For a monatomic ideal gas, the kinetic theory gives the pressure as
\$p = \frac{2}{3}\frac{N\,\langle E_{\text{kin}}\rangle}{V}\$
where \$\langle E_{\text{kin}}\rangle\$ is the average translational kinetic energy per molecule.
Equate the two expressions for \$p\$:
\$\frac{2}{3}\frac{N\,\langle E_{\text{kin}}\rangle}{V} = \frac{NkT}{V}\$
Cancel \$N\$ and \$V\$ and solve for \$\langle E_{\text{kin}}\rangle\$:
\$\langle E_{\text{kin}}\rangle = \frac{3}{2}kT\$
Result: The average translational kinetic energy of a molecule is \$\boxed{\frac{3}{2}kT}\$.

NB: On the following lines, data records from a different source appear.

//! Filesystem utilities for bsrs.
//!
//! Output artifacts are created atomically and never overwrite an existing
//! file, so a failed run leaves the output directory unchanged.

pub mod atomic;

pub use atomic::{CreateOutcome, atomic_create_file};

When you see \$pV = NkT\$ in a question, remember you can always rewrite it as \$p = \dfrac{NkT}{V}\$ and compare it with the kinetic theory form \$p = \dfrac{2}{3}\dfrac{N\langle E{\text{kin}}\rangle}{V}\$. This gives a quick route to \$\langle E{\text{kin}}\rangle = \dfrac{3}{2}kT\$.

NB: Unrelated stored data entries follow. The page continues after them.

//! Default templates for a new research workspace.
//!
//! Every declared theme gets three step templates: current-state analysis,
//! strategy formulation and an action plan. Files are created atomically and
//! existing files are never touched.

use crate::config::SystemConfig;
use crate::error::{BsrsError, Result};
use crate::fs::{CreateOutcome, atomic_create_file};
use std::path::{Path, PathBuf};

/// Number of steps written per theme.
pub const DEFAULT_STEPS: u32 = 3;

/// Fill-in-the-blanks project document written next to the templates.
pub const PROJECT_TEMPLATE_FILE: &str = "project_config.template.md";

const STEP1_TEMPLATE: &str = r#"# {phase_label} / {theme_name} / Step 1: Current State Analysis

## Main Question
{main_question}

## Subject
{company_name} ({industry})

## Research Brief
Act as an expert in this field and analyze the current state from the following angles:

1. **Current situation**
   - Quantitative and qualitative analysis of where things stand today
   - Comparison with industry standards and best practices
   - Key strengths and weaknesses

2. **Data collection**
   - Latest market data and statistics
   - Relevant case studies and research
   - Citations from reliable sources

3. **Issues and opportunities**
   - Problems and room for improvement
   - Latent risks and opportunities
   - Differences from competitors

Structure the answer under "Current State Analysis", "Strategic Recommendations", "Action Plan" and "References".
"#;

const STEP2_TEMPLATE: &str = r#"# {phase_label} / {theme_name} / Step 2: Strategy Formulation

## Main Question
{main_question}

## Subject
{company_name} ({industry})

## Findings So Far
{reference_context}

## Research Brief
Building on the analysis above, propose a strategy:

1. **Strategic options**
   - At least three alternative strategies
   - Benefits, drawbacks and feasibility of each
   - Expected return on investment

2. **Recommended strategy**
   - The most effective option and the evidence for it
   - Expected outcomes and when they are reached
   - Required resources and preconditions

3. **Risk assessment**
   - Execution risks and mitigations
   - Fallback options
"#;

const STEP3_TEMPLATE: &str = r#"# {phase_label} / {theme_name} / Step 3: Action Plan

## Main Question
{main_question}

## Subject
{company_name} ({industry})

## Chosen Strategy
{reference_context}

## Research Brief
Draw up a concrete plan to carry out the chosen strategy:

1. **Action plan**
   - Tasks and milestones
   - Owners and delivery team
   - Timeline and deadlines

2. **Resources**
   - People (skills, headcount)
   - Budget (initial investment, running cost)
   - Tools and systems

3. **Success metrics (KPIs)**
   - Measurable targets
   - Monitoring method and cadence
   - Review criteria and triggers for course correction

4. **Implementation notes**
   - Expected obstacles and countermeasures
   - Stakeholder communication plan
   - Change management
"#;

const PROJECT_TEMPLATE: &str = r#"# Business Research Configuration

Fill in the brackets and save this file as project_config.md.

## 1. Project
- Project Name: []
- Research Objective: []
- Timeline: []

## 2. Company and Offering
- Company Name: []
- Industry: []
- Product/Service Overview: []

## 3. Market and Competition
- Target Market: []
- Region: []
- Competitors: []

## 4. Customers
- Target Customer Segment: []
- Customer Persona: []
"#;

/// Default template text for a step, if one exists.
pub fn default_template(step: u32) -> Option<&'static str> {
    match step {
        1 => Some(STEP1_TEMPLATE),
        2 => Some(STEP2_TEMPLATE),
        3 => Some(STEP3_TEMPLATE),
        _ => None,
    }
}

/// What a scaffold run did.
#[derive(Debug, Default)]
pub struct ScaffoldReport {
    /// Files written by this run.
    pub created: Vec<PathBuf>,
    /// Files left alone because they already existed.
    pub existing: Vec<PathBuf>,
    /// `phase/theme` pairs skipped because they already have templates.
    pub skipped_themes: Vec<String>,
}

/// Write default templates under `templates_dir` and the project document
/// template under `root`.
///
/// Without `force`, a theme that already has any template is skipped.
/// With `force`, missing step files are re-created for every theme.
pub fn scaffold(
    system: &SystemConfig,
    templates_dir: &Path,
    root: &Path,
    force: bool,
) -> Result<ScaffoldReport> {
    let mut report = ScaffoldReport::default();

    for phase in &system.phases {
        let phase_dir = templates_dir.join(&phase.id);
        for theme in &phase.themes {
            if !force && has_templates(&phase_dir, &theme.id)? {
                report.skipped_themes.push(format!("{}/{}", phase.id, theme.id));
                continue;
            }
            for step in 1..=DEFAULT_STEPS {
                let Some(text) = default_template(step) else {
                    continue;
                };
                let path = phase_dir.join(format!("{}_step{}.md", theme.id, step));
                record(&mut report, path.clone(), atomic_create_file(&path, text)?);
            }
        }
    }

    let project_template = root.join(PROJECT_TEMPLATE_FILE);
    let outcome = atomic_create_file(&project_template, PROJECT_TEMPLATE)?;
    record(&mut report, project_template, outcome);

    tracing::info!(
        created = report.created.len(),
        existing = report.existing.len(),
        skipped = report.skipped_themes.len(),
        "scaffold finished"
    );
    Ok(report)
}

fn record(report: &mut ScaffoldReport, path: PathBuf, outcome: CreateOutcome) {
    match outcome {
        CreateOutcome::Created => {
            tracing::debug!(path = %path.display(), "created");
            report.created.push(path);
        }
        CreateOutcome::AlreadyExists => report.existing.push(path),
    }
}

/// Whether `phase_dir` holds any `<theme>_step<N>.md` file.
fn has_templates(phase_dir: &Path, theme: &str) -> Result<bool> {
    if !phase_dir.is_dir() {
        return Ok(false);
    }
    let entries = std::fs::read_dir(phase_dir).map_err(|e| {
        BsrsError::UserError(format!(
            "failed to read template directory '{}': {}",
            phase_dir.display(),
            e
        ))
    })?;

    let prefix = format!("{}_step", theme);
    Ok(entries.filter_map(|e| e.ok()).any(|entry| {
        let name = entry.file_name();
        let Some(name) = name.to_str() else {
            return false;
        };
        name.strip_prefix(&prefix)
            .and_then(|rest| rest.strip_suffix(".md"))
            .is_some_and(|n| !n.is_empty() && n.chars().all(|c| c.is_ascii_digit()))
    }))
}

Imagine a pool table where each ball represents a gas molecule. The table’s floor is the container walls. When the balls (molecules) collide with the walls, they push back – that’s the pressure we measure. The faster the balls move, the more force they exert on the walls. In the same way, the average kinetic energy of the molecules (\$\frac{3}{2}kT\$) tells us how “energetic” the gas is at a given temperature.